**The task**:
The answer should consist of all the records, copied exactly.

**Stored data entries**:

= = = = =

// Copyright 2025-present Harīṣh Tummalachērla
// SPDX-License-Identifier: Apache-2.0

//! Corpus harness: build a suffix array for each file, verify it, report.
//!
//! The verifier judges one input at a time. This layer runs it over a batch,
//! records per-file identity (path, size, CRC32) with timings, and decides the
//! batch verdict: a batch passes only if every file does.

pub mod bench;
pub mod parallel;

use serde::{Serialize, Serializer};
use std::path::{Path, PathBuf};
use std::time::{Duration, Instant};
use tracing::{info, warn};

use crate::builder::{BuilderKind, SuffixArrayBuilder};
use crate::corpus::load_file;
use crate::error::VerifyError;
use crate::verify::Verifier;

pub use bench::{bench_builder, bench_corpus, BenchStats};
pub use parallel::check_corpus;

/// Knobs for a corpus run.
#[derive(Debug, Clone, Default)]
pub struct HarnessConfig {
    /// Builder whose output is checked.
    pub builder: BuilderKind,
    /// Worker threads; `None` lets rayon decide. Ignored without `parallel`.
    pub jobs: Option<usize>,
    /// Show a progress bar on stderr.
    pub progress: bool,
}

/// Result of building and verifying one file.
#[derive(Debug, Clone, Serialize)]
pub struct FileOutcome {
    pub path: PathBuf,
    pub bytes: usize,
    pub crc32: u32,
    pub builder: &'static str,
    #[serde(rename = "build_ms", serialize_with = "as_millis")]
    pub build_time: Duration,
    #[serde(rename = "verify_ms", serialize_with = "as_millis")]
    pub verify_time: Duration,
    /// `None` when the array verified.
    pub error: Option<VerifyError>,
}

impl FileOutcome {
    pub fn passed(&self) -> bool {
        self.error.is_none()
    }
}

/// Pass/fail tally over a batch of outcomes.
#[derive(Debug, Clone, Default, PartialEq, Eq, Serialize)]
pub struct BatchSummary {
    pub total: usize,
    pub passed: usize,
    pub failed: usize,
    pub bytes: usize,
}

impl BatchSummary {
    pub fn from_outcomes(outcomes: &[FileOutcome]) -> Self {
        let passed = outcomes.iter().filter(|o| o.passed()).count();
        Self {
            total: outcomes.len(),
            passed,
            failed: outcomes.len() - passed,
            bytes: outcomes.iter().map(|o| o.bytes).sum(),
        }
    }

    pub fn all_passed(&self) -> bool {
        self.failed == 0
    }
}

/// Load `path`, build its suffix array with `builder`, and verify it.
///
/// I/O failures are errors; a wrong suffix array is a failed outcome.
pub fn check_file(
    path: &Path,
    builder: &mut dyn SuffixArrayBuilder,
    verifier: &mut Verifier,
) -> anyhow::Result<FileOutcome> {
    let bytes = load_file(path)?;
    Ok(check_bytes(path, &bytes, builder, verifier))
}

/// Build and verify already-loaded content.
pub fn check_bytes(
    path: &Path,
    bytes: &[u8],
    builder: &mut dyn SuffixArrayBuilder,
    verifier: &mut Verifier,
) -> FileOutcome {
    let mut sa = vec![0usize; bytes.len()];

    info!(path = %path.display(), builder = builder.name(), bytes = bytes.len(), "building suffix array");
    let started = Instant::now();
    builder.build(bytes, &mut sa);
    let build_time = started.elapsed();

    info!(path = %path.display(), "verifying suffix array");
    let started = Instant::now();
    let result = verifier.verify(bytes, &sa);
    let verify_time = started.elapsed();

    if let Err(err) = &result {
        warn!(path = %path.display(), error = %err, "suffix array check failed");
    }

    FileOutcome {
        path: path.to_path_buf(),
        bytes: bytes.len(),
        crc32: crc32fast::hash(bytes),
        builder: builder.name(),
        build_time,
        verify_time,
        error: result.err(),
    }
}

pub(crate) fn as_millis<S: Serializer>(d: &Duration, s: S) -> Result<S::Ok, S::Error> {
    s.serialize_f64(d.as_secs_f64() * 1000.0)
}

= = = = =

**Exercise output**:
// Copyright 2025-present Harīṣh Tummalachērla
// SPDX-License-Identifier: Apache-2.0

//! Corpus harness: build a suffix array for each file, verify it, report.
//!
//! The verifier judges one input at a time. This layer runs it over a batch,
//! records per-file identity (path, size, CRC32) with timings, and decides the
//! batch verdict: a batch passes only if every file does.

pub mod bench;
pub mod parallel;

use serde::{Serialize, Serializer};
use std::path::{Path, PathBuf};
use std::time::{Duration, Instant};
use tracing::{info, warn};

use crate::builder::{BuilderKind, SuffixArrayBuilder};
use crate::corpus::load_file;
use crate::error::VerifyError;
use crate::verify::Verifier;

pub use bench::{bench_builder, bench_corpus, BenchStats};
pub use parallel::check_corpus;

/// Knobs for a corpus run.
#[derive(Debug, Clone, Default)]
pub struct HarnessConfig {
    /// Builder whose output is checked.
    pub builder: BuilderKind,
    /// Worker threads; `None` lets rayon decide. Ignored without `parallel`.
    pub jobs: Option<usize>,
    /// Show a progress bar on stderr.
    pub progress: bool,
}

/// Result of building and verifying one file.
#[derive(Debug, Clone, Serialize)]
pub struct FileOutcome {
    pub path: PathBuf,
    pub bytes: usize,
    pub crc32: u32,
    pub builder: &'static str,
    #[serde(rename = "build_ms", serialize_with = "as_millis")]
    pub build_time: Duration,
    #[serde(rename = "verify_ms", serialize_with = "as_millis")]
    pub verify_time: Duration,
    /// `None` when the array verified.
    pub error: Option<VerifyError>,
}

impl FileOutcome {
    pub fn passed(&self) -> bool {
        self.error.is_none()
    }
}

/// Pass/fail tally over a batch of outcomes.
#[derive(Debug, Clone, Default, PartialEq, Eq, Serialize)]
pub struct BatchSummary {
    pub total: usize,
    pub passed: usize,
    pub failed: usize,
    pub bytes: usize,
}

impl BatchSummary {
    pub fn from_outcomes(outcomes: &[FileOutcome]) -> Self {
        let passed = outcomes.iter().filter(|o| o.passed()).count();
        Self {
            total: outcomes.len(),
            passed,
            failed: outcomes.len() - passed,
            bytes: outcomes.iter().map(|o| o.bytes).sum(),
        }
    }

    pub fn all_passed(&self) -> bool {
        self.failed == 0
    }
}

/// Load `path`, build its suffix array with `builder`, and verify it.
///
/// I/O failures are errors; a wrong suffix array is a failed outcome.
pub fn check_file(
    path: &Path,
    builder: &mut dyn SuffixArrayBuilder,
    verifier: &mut Verifier,
) -> anyhow::Result<FileOutcome> {
    let bytes = load_file(path)?;
    Ok(check_bytes(path, &bytes, builder, verifier))
}

/// Build and verify already-loaded content.
pub fn check_bytes(
    path: &Path,
    bytes: &[u8],
    builder: &mut dyn SuffixArrayBuilder,
    verifier: &mut Verifier,
) -> FileOutcome {
    let mut sa = vec![0usize; bytes.len()];

    info!(path = %path.display(), builder = builder.name(), bytes = bytes.len(), "building suffix array");
    let started = Instant::now();
    builder.build(bytes, &mut sa);
    let build_time = started.elapsed();

    info!(path = %path.display(), "verifying suffix array");
    let started = Instant::now();
    let result = verifier.verify(bytes, &sa);
    let verify_time = started.elapsed();

    if let Err(err) = &result {
        warn!(path = %path.display(), error = %err, "suffix array check failed");
    }

    FileOutcome {
        path: path.to_path_buf(),
        bytes: bytes.len(),
        crc32: crc32fast::hash(bytes),
        builder: builder.name(),
        build_time,
        verify_time,
        error: result.err(),
    }
}

pub(crate) fn as_millis<S: Serializer>(d: &Duration, s: S) -> Result<S::Ok, S::Error> {
    s.serialize_f64(d.as_secs_f64() * 1000.0)
}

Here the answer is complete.